_Entries provided_
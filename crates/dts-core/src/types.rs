use serde::{Deserialize, Serialize};

/// Lifecycle phase of a session. Monotonic: once `Edit`, never `Discovery` again.
#[derive(Debug, Clone, Copy, PartialEq, Eq, Serialize, Deserialize, Default)]
pub enum Phase {
    #[default]
    Discovery,
    Edit,
}

impl Phase {
    pub fn as_str(&self) -> &'static str {
        match self {
            Self::Discovery => "Discovery",
            Self::Edit => "Edit",
        }
    }

    /// Attempt to move to `Edit`. Returns `false` if already there (still `Edit`,
    /// never an error: locking an already-locked session is a no-op).
    pub fn lock(&mut self) -> bool {
        let was_discovery = matches!(self, Self::Discovery);
        *self = Self::Edit;
        was_discovery
    }
}

impl std::fmt::Display for Phase {
    fn fmt(&self, f: &mut std::fmt::Formatter<'_>) -> std::fmt::Result {
        write!(f, "{}", self.as_str())
    }
}

/// The uniform shape every tool handler resolves to before being mapped onto
/// the MCP `CallToolResult`.
#[derive(Debug, Clone, Serialize)]
pub struct ToolOutcome {
    pub success: bool,
    pub content: serde_json::Value,
    #[serde(skip_serializing_if = "Option::is_none")]
    pub error_code: Option<&'static str>,
}

impl ToolOutcome {
    pub fn ok(content: serde_json::Value) -> Self {
        Self {
            success: true,
            content,
            error_code: None,
        }
    }

    pub fn ok_text(text: impl Into<String>) -> Self {
        Self::ok(serde_json::Value::String(text.into()))
    }

    pub fn err(code: &'static str, message: impl Into<String>) -> Self {
        Self {
            success: false,
            content: serde_json::Value::String(message.into()),
            error_code: Some(code),
        }
    }
}

impl From<crate::error::ToolError> for ToolOutcome {
    fn from(err: crate::error::ToolError) -> Self {
        Self::err(err.code(), err.to_string())
    }
}

/// Appends a truncation marker to `text` if it exceeds `max_bytes`, following
/// the byte budget (not char budget) so callers can bound memory precisely.
pub fn truncate_bytes(text: &str, max_bytes: usize) -> (String, bool) {
    if text.len() <= max_bytes {
        return (text.to_string(), false);
    }
    let mut end = max_bytes;
    while end > 0 && !text.is_char_boundary(end) {
        end -= 1;
    }
    (text[..end].to_string(), true)
}

pub const TRUNCATION_MARKER: &str = "\n... [output truncated]";

#[cfg(test)]
mod tests {
    use super::*;

    #[test]
    fn phase_lock_is_monotonic() {
        let mut phase = Phase::Discovery;
        assert!(phase.lock());
        assert_eq!(phase, Phase::Edit);
        assert!(!phase.lock());
        assert_eq!(phase, Phase::Edit);
    }

    #[test]
    fn truncate_bytes_respects_char_boundaries() {
        let text = "héllo world";
        let (truncated, was_truncated) = truncate_bytes(text, 3);
        assert!(was_truncated);
        assert!(text.starts_with(&truncated));
    }

    #[test]
    fn truncate_bytes_noop_under_limit() {
        let (text, truncated) = truncate_bytes("short", 100);
        assert_eq!(text, "short");
        assert!(!truncated);
    }
}
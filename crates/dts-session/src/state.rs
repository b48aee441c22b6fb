//! Per-session state: the sandbox root/cwd, phase, the persistent shell (once
//! started), a handle to the project's CKG index, and the thought log.
//! See spec.md §3, §4.1.

use std::path::PathBuf;
use std::sync::Arc;

use dts_ckg::CkgIndex;
use dts_core::Phase;
use dts_shell::PersistentShell;

use crate::thinking::ThoughtLog;

pub struct SessionState {
    pub root: PathBuf,
    pub cwd: PathBuf,
    pub phase: Phase,
    pub shell: Option<PersistentShell>,
    pub ckg: Option<Arc<CkgIndex>>,
    pub thoughts: ThoughtLog,
}

impl SessionState {
    pub fn new(root: PathBuf) -> Self {
        Self {
            cwd: root.clone(),
            root,
            phase: Phase::Discovery,
            shell: None,
            ckg: None,
            thoughts: ThoughtLog::default(),
        }
    }

    /// Move into the Edit phase and fix `cwd` going forward. Monotonic: a
    /// session already in Edit stays there.
    pub fn lock_cwd(&mut self, cwd: PathBuf) {
        self.cwd = cwd;
        self.phase.lock();
    }
}
//! Sequential Thinking: an append-only log of thoughts. See spec.md §4.7.
//! Revisions and branches are data, not in-place mutations.

use std::collections::HashMap;

use dts_core::{ToolError, ToolResult};
use serde::{Deserialize, Serialize};

#[derive(Debug, Clone, Serialize, Deserialize)]
pub struct ThoughtRecord {
    pub thought: String,
    pub thought_number: u32,
    pub total_thoughts: u32,
    pub next_thought_needed: bool,
    #[serde(default)]
    pub is_revision: Option<bool>,
    #[serde(default)]
    pub revises_thought: Option<u32>,
    #[serde(default)]
    pub branch_from_thought: Option<u32>,
    #[serde(default)]
    pub branch_id: Option<String>,
    #[serde(default)]
    pub needs_more_thoughts: Option<bool>,
}

#[derive(Debug, Clone, Serialize)]
pub struct AppendResult {
    pub appended_index: usize,
    pub branches: Vec<String>,
    pub history_length: usize,
}

#[derive(Default)]
pub struct ThoughtLog {
    history: Vec<ThoughtRecord>,
    branches: HashMap<String, Vec<usize>>,
}

impl ThoughtLog {
    /// Append one thought. `total_thoughts` is raised to `thought_number` if
    /// the caller under-reported it; a supplied `branch_id` also appends the
    /// thought's history index to that branch's sequence.
    pub fn append(&mut self, mut record: ThoughtRecord) -> ToolResult<AppendResult> {
        if record.thought_number < 1 {
            return Err(ToolError::BadArguments(
                "thought_number must be >= 1".to_string(),
            ));
        }
        if record.thought_number > record.total_thoughts {
            record.total_thoughts = record.thought_number;
        }

        let branch_id = record.branch_id.clone();
        self.history.push(record);
        let appended_index = self.history.len();

        if let Some(branch_id) = branch_id {
            self.branches.entry(branch_id).or_default().push(appended_index);
        }

        Ok(AppendResult {
            appended_index,
            branches: self.branches.keys().cloned().collect(),
            history_length: self.history.len(),
        })
    }

    pub fn history(&self) -> &[ThoughtRecord] {
        &self.history
    }

    pub fn branch(&self, branch_id: &str) -> Option<&[usize]> {
        self.branches.get(branch_id).map(Vec::as_slice)
    }
}

#[cfg(test)]
mod tests {
    use super::*;

    fn record(n: u32, total: u32) -> ThoughtRecord {
        ThoughtRecord {
            thought: format!("step {n}"),
            thought_number: n,
            total_thoughts: total,
            next_thought_needed: true,
            is_revision: None,
            revises_thought: None,
            branch_from_thought: None,
            branch_id: None,
            needs_more_thoughts: None,
        }
    }

    #[test]
    fn total_thoughts_grows_on_demand() {
        let mut log = ThoughtLog::default();
        let result = log.append(record(3, 1)).unwrap();
        assert_eq!(result.history_length, 1);
        assert_eq!(log.history()[0].total_thoughts, 3);
    }

    #[test]
    fn rejects_zero_thought_number() {
        let mut log = ThoughtLog::default();
        let err = log.append(record(0, 1)).unwrap_err();
        assert_eq!(err.code(), "BadArguments");
    }

    #[test]
    fn branch_sequence_tracks_its_own_indices() {
        let mut log = ThoughtLog::default();
        log.append(record(1, 1)).unwrap();
        let mut branched = record(2, 2);
        branched.branch_id = Some("alt".to_string());
        branched.branch_from_thought = Some(1);
        let result = log.append(branched).unwrap();

        assert_eq!(result.branches, vec!["alt".to_string()]);
        assert_eq!(log.branch("alt"), Some(&[2usize][..]));
        assert_eq!(log.history().len(), 2);
    }

    #[test]
    fn revisions_append_rather_than_mutate() {
        let mut log = ThoughtLog::default();
        log.append(record(1, 2)).unwrap();
        let mut revision = record(2, 2);
        revision.is_revision = Some(true);
        revision.revises_thought = Some(1);
        log.append(revision).unwrap();

        assert_eq!(log.history().len(), 2);
        assert_eq!(log.history()[1].revises_thought, Some(1));
    }
}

_Exercise_
Search the entries for the word "content" and copy every line that has it.

_Result below_
    pub content: serde_json::Value,
    pub fn ok(content: serde_json::Value) -> Self {
            content,
            content: serde_json::Value::String(message.into()),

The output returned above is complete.